**What this task involves**
Copy out each line below containing "FfmpegCaptureSource".

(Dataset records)
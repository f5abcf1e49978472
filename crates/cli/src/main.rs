mod settings;

use std::io::BufRead;
use std::path::{Path, PathBuf};
use std::process;
use std::sync::atomic::{AtomicBool, Ordering};
use std::time::Duration;

use clap::Parser;
use crossbeam_channel::{Receiver, RecvTimeoutError, Sender};

use face_monitor_core::capture::domain::frame_source::FrameSource;
use face_monitor_core::capture::infrastructure::ffmpeg_capture_source::FfmpegCaptureSource;
use face_monitor_core::capture::infrastructure::image_sequence_source::ImageSequenceSource;
use face_monitor_core::classification::infrastructure::onnx_age_classifier::OnnxAgeClassifier;
use face_monitor_core::classification::infrastructure::onnx_gender_classifier::OnnxGenderClassifier;
use face_monitor_core::detection::infrastructure::cascade_face_detector::CascadeFaceDetector;
use face_monitor_core::display::domain::display_sink::DisplaySink;
use face_monitor_core::display::infrastructure::image_file_display_sink::ImageFileDisplaySink;
use face_monitor_core::display::infrastructure::null_display_sink::NullDisplaySink;
use face_monitor_core::events::domain::event_sink::EventSink;
use face_monitor_core::events::infrastructure::json_lines_event_sink::JsonLinesEventSink;
use face_monitor_core::events::infrastructure::snapshot_writer::SnapshotWriter;
use face_monitor_core::pipeline::pipeline_controller::{
    ControllerOptions, PipelineComponents, PipelineController,
};
use face_monitor_core::pipeline::pipeline_logger::StatsPipelineLogger;
use face_monitor_core::rendering::annotation_renderer::AnnotationRenderer;
use face_monitor_core::shared::constants::{
    AGE_MODEL_NAME, AGE_MODEL_URL, CASCADE_MODEL_NAME, CASCADE_MODEL_URL, GENDER_MODEL_NAME,
    GENDER_MODEL_URL,
};
use face_monitor_core::shared::model_resolver::ModelResolver;

use settings::{parse_viewport, Settings};

/// Live face detection with age and gender estimation.
#[derive(Parser)]
#[command(name = "face-monitor")]
struct Cli {
    /// Settings file (JSON). Flags override its values.
    #[arg(long)]
    config: Option<PathBuf>,

    /// Capture device (e.g. /dev/video0).
    #[arg(long)]
    device: Option<String>,

    /// Capture input format (e.g. video4linux2, avfoundation, dshow).
    #[arg(long)]
    format: Option<String>,

    /// Capture width in pixels.
    #[arg(long)]
    width: Option<u32>,

    /// Capture height in pixels.
    #[arg(long)]
    height: Option<u32>,

    /// Capture frame rate.
    #[arg(long)]
    fps: Option<u32>,

    /// Replay a directory of images instead of opening a capture device.
    #[arg(long)]
    images: Option<PathBuf>,

    /// Haar cascade (OpenCV XML or JSON). OpenCV's frontal-face cascade is
    /// downloaded on first use if omitted.
    #[arg(long)]
    cascade: Option<PathBuf>,

    /// Age model (ONNX). Downloaded on first use if omitted.
    #[arg(long)]
    age_model: Option<PathBuf>,

    /// Gender model (ONNX). Downloaded on first use if omitted.
    #[arg(long)]
    gender_model: Option<PathBuf>,

    /// TrueType font for captions, replacing the bundled monospace font.
    #[arg(long)]
    font: Option<PathBuf>,

    /// Image file to keep updated with the latest annotated frame.
    #[arg(long)]
    display_out: Option<PathBuf>,

    /// Scale display frames to fit WIDTHxHEIGHT.
    #[arg(long, value_parser = parse_viewport)]
    viewport: Option<(u32, u32)>,

    /// Append detection events to this JSON-lines file.
    #[arg(long)]
    events: Option<PathBuf>,

    /// Save annotated snapshots here and reference them from events.
    #[arg(long)]
    snapshots: Option<PathBuf>,

    /// Maximum concurrent face classifications per frame.
    #[arg(long)]
    workers: Option<usize>,

    /// Cascade scale step between window sizes (> 1.0).
    #[arg(long)]
    scale_factor: Option<f32>,

    /// Overlapping hits required to keep a face.
    #[arg(long)]
    min_neighbors: Option<usize>,

    /// Smallest face size scanned, in pixels.
    #[arg(long)]
    min_face_size: Option<u32>,

    /// Stop after this many seconds instead of waiting for Enter.
    /// Ctrl+C stops the run either way.
    #[arg(long)]
    duration: Option<u64>,
}

fn main() {
    env_logger::init();

    if let Err(e) = run() {
        eprintln!("Error: {e}");
        process::exit(1);
    }
}

fn run() -> Result<(), Box<dyn std::error::Error>> {
    let cli = Cli::parse();
    let base = match &cli.config {
        Some(path) => Settings::load_from(path)?,
        None => Settings::load(),
    };
    let settings = merge(&cli, base);
    validate(&settings)?;

    let components = build_components(&settings)?;
    let mut options = ControllerOptions {
        capture: settings.capture.clone(),
        ..ControllerOptions::default()
    };
    if let Some(images) = &settings.images {
        options.capture.device = images.to_string_lossy().into_owned();
        options.capture.format = None;
    }
    if let Some(workers) = settings.workers {
        options.classification_workers = workers;
    }

    let (shutdown_tx, shutdown_rx) = crossbeam_channel::unbounded();
    install_signal_handler(shutdown_tx.clone());

    let mut controller = PipelineController::new(components, options);
    controller.start()?;

    let duration = cli.duration.map(Duration::from_secs);
    match duration {
        Some(d) => log::info!("Running for {}s", d.as_secs()),
        None => {
            eprintln!("Monitoring. Press Enter or Ctrl+C to stop.");
            let tx = shutdown_tx.clone();
            std::thread::Builder::new()
                .name("stdin-watch".into())
                .spawn(move || watch_stdin(std::io::stdin().lock(), &tx))?;
        }
    }
    let reason = wait_for_shutdown(&shutdown_rx, duration);
    log::info!("Stopping ({reason:?})");
    drop(shutdown_tx);

    controller.stop();
    let stats = controller.stats();
    log::info!(
        "Processed {} frames, {} faces detected, {} classified",
        stats.frames_processed,
        stats.faces_detected,
        stats.faces_classified
    );
    Ok(())
}

/// Why the monitor stopped.
#[derive(Debug, Clone, Copy, PartialEq, Eq)]
enum Shutdown {
    Enter,
    Signal,
    Elapsed,
}

/// The first Ctrl+C or SIGTERM asks for a clean stop; a second one exits
/// at once.
fn install_signal_handler(tx: Sender<Shutdown>) {
    let signalled = AtomicBool::new(false);
    let installed = ctrlc::set_handler(move || {
        if signalled.swap(true, Ordering::SeqCst) {
            eprintln!("Forced exit");
            process::exit(130);
        }
        let _ = tx.send(Shutdown::Signal);
    });
    if let Err(e) = installed {
        log::warn!("Cannot install signal handler, Ctrl+C will not flush output: {e}");
    }
}

/// Reports Enter on the shutdown channel. End of input is not a stop
/// request, so a closed or redirected stdin leaves the run to a signal.
fn watch_stdin<R: BufRead>(mut reader: R, tx: &Sender<Shutdown>) {
    let mut line = String::new();
    match reader.read_line(&mut line) {
        Ok(0) => log::info!("stdin closed; waiting for Ctrl+C"),
        Ok(_) => {
            let _ = tx.send(Shutdown::Enter);
        }
        Err(e) => log::warn!("Cannot read stdin ({e}); waiting for Ctrl+C"),
    }
}

fn wait_for_shutdown(rx: &Receiver<Shutdown>, duration: Option<Duration>) -> Shutdown {
    match duration {
        Some(d) => match rx.recv_timeout(d) {
            Ok(reason) => reason,
            Err(RecvTimeoutError::Timeout) => Shutdown::Elapsed,
            Err(RecvTimeoutError::Disconnected) => Shutdown::Signal,
        },
        None => rx.recv().unwrap_or(Shutdown::Signal),
    }
}

fn merge(cli: &Cli, mut s: Settings) -> Settings {
    if let Some(device) = &cli.device {
        s.capture.device = device.clone();
    }
    if let Some(format) = &cli.format {
        s.capture.format = Some(format.clone());
    }
    if let Some(width) = cli.width {
        s.capture.width = width;
    }
    if let Some(height) = cli.height {
        s.capture.height = height;
    }
    if let Some(fps) = cli.fps {
        s.capture.fps = fps;
    }
    override_path(&mut s.images, &cli.images);
    override_path(&mut s.cascade, &cli.cascade);
    override_path(&mut s.age_model, &cli.age_model);
    override_path(&mut s.gender_model, &cli.gender_model);
    override_path(&mut s.font, &cli.font);
    override_path(&mut s.display_out, &cli.display_out);
    override_path(&mut s.events, &cli.events);
    override_path(&mut s.snapshots, &cli.snapshots);
    if cli.viewport.is_some() {
        s.viewport = cli.viewport;
    }
    if cli.workers.is_some() {
        s.workers = cli.workers;
    }
    if let Some(v) = cli.scale_factor {
        s.scale_factor = v;
    }
    if let Some(v) = cli.min_neighbors {
        s.min_neighbors = v;
    }
    if let Some(v) = cli.min_face_size {
        s.min_face_size = v;
    }
    s
}

fn override_path(slot: &mut Option<PathBuf>, flag: &Option<PathBuf>) {
    if flag.is_some() {
        slot.clone_from(flag);
    }
}

fn validate(s: &Settings) -> Result<(), Box<dyn std::error::Error>> {
    if let Some(cascade) = &s.cascade {
        if !cascade.exists() {
            return Err(format!("Cascade file not found: {}", cascade.display()).into());
        }
    }
    if let Some(images) = &s.images {
        if !images.is_dir() {
            return Err(format!("Image directory not found: {}", images.display()).into());
        }
    }
    if s.workers == Some(0) {
        return Err("Workers must be at least 1".into());
    }
    if s.snapshots.is_some() && s.events.is_none() {
        return Err("--snapshots requires --events".into());
    }
    Ok(())
}

fn build_components(s: &Settings) -> Result<PipelineComponents, Box<dyn std::error::Error>> {
    let source: Box<dyn FrameSource> = if s.images.is_some() {
        Box::new(ImageSequenceSource::new())
    } else {
        Box::new(FfmpegCaptureSource::new())
    };

    let bundled = s.models_dir.as_deref();
    let cascade = resolve_model(
        s.cascade.as_deref(),
        CASCADE_MODEL_NAME,
        CASCADE_MODEL_URL,
        bundled,
    )?;
    let detector = CascadeFaceDetector::from_file(&cascade, s.cascade_params())?;

    let age_path = resolve_model(s.age_model.as_deref(), AGE_MODEL_NAME, AGE_MODEL_URL, bundled)?;
    let gender_path = resolve_model(
        s.gender_model.as_deref(),
        GENDER_MODEL_NAME,
        GENDER_MODEL_URL,
        bundled,
    )?;

    // One session per classification worker so faces are scored in parallel.
    let workers = s
        .workers
        .unwrap_or_else(|| ControllerOptions::default().classification_workers);

    let renderer = match &s.font {
        Some(path) => AnnotationRenderer::with_font(AnnotationRenderer::load_font(path)?),
        None => AnnotationRenderer::new(),
    };

    let display: Box<dyn DisplaySink> = match &s.display_out {
        Some(path) => Box::new(ImageFileDisplaySink::new(path, s.viewport)?),
        None => Box::new(NullDisplaySink::new()),
    };

    let events: Option<Box<dyn EventSink>> = match &s.events {
        Some(path) => Some(Box::new(JsonLinesEventSink::open(path)?)),
        None => None,
    };
    let snapshots = s
        .snapshots
        .as_deref()
        .map(SnapshotWriter::new)
        .transpose()?;

    Ok(PipelineComponents {
        source,
        detector: Box::new(detector),
        age_classifier: Box::new(OnnxAgeClassifier::with_sessions(&age_path, workers)?),
        gender_classifier: Box::new(OnnxGenderClassifier::with_sessions(&gender_path, workers)?),
        renderer,
        display,
        events,
        snapshots,
        logger: Box::new(StatsPipelineLogger::new(s.log_every)),
    })
}

fn resolve_model(
    explicit: Option<&Path>,
    name: &str,
    url: &str,
    bundled: Option<&Path>,
) -> Result<PathBuf, Box<dyn std::error::Error>> {
    if let Some(path) = explicit {
        if !path.exists() {
            return Err(format!("Model file not found: {}", path.display()).into());
        }
        return Ok(path.to_path_buf());
    }
    let resolver = ModelResolver::user_cache()?.with_bundled_dir(bundled);
    let label = name.to_string();
    let path = resolver.resolve(
        name,
        url,
        Some(Box::new(move |downloaded, total| {
            download_progress(&label, downloaded, total)
        })),
    )?;
    log::info!("Using {name} at {}", path.display());
    Ok(path)
}

fn download_progress(name: &str, downloaded: u64, total: u64) {
    if total > 0 {
        let pct = (downloaded as f64 / total as f64 * 100.0) as u32;
        eprint!("\rDownloading {name}... {pct}%");
        if downloaded == total {
            eprintln!();
        }
    } else {
        eprint!("\rDownloading {name}... {downloaded} bytes");
    }
}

**Response**
use face_monitor_core::capture::infrastructure::ffmpeg_capture_source::FfmpegCaptureSource;
        Box::new(FfmpegCaptureSource::new())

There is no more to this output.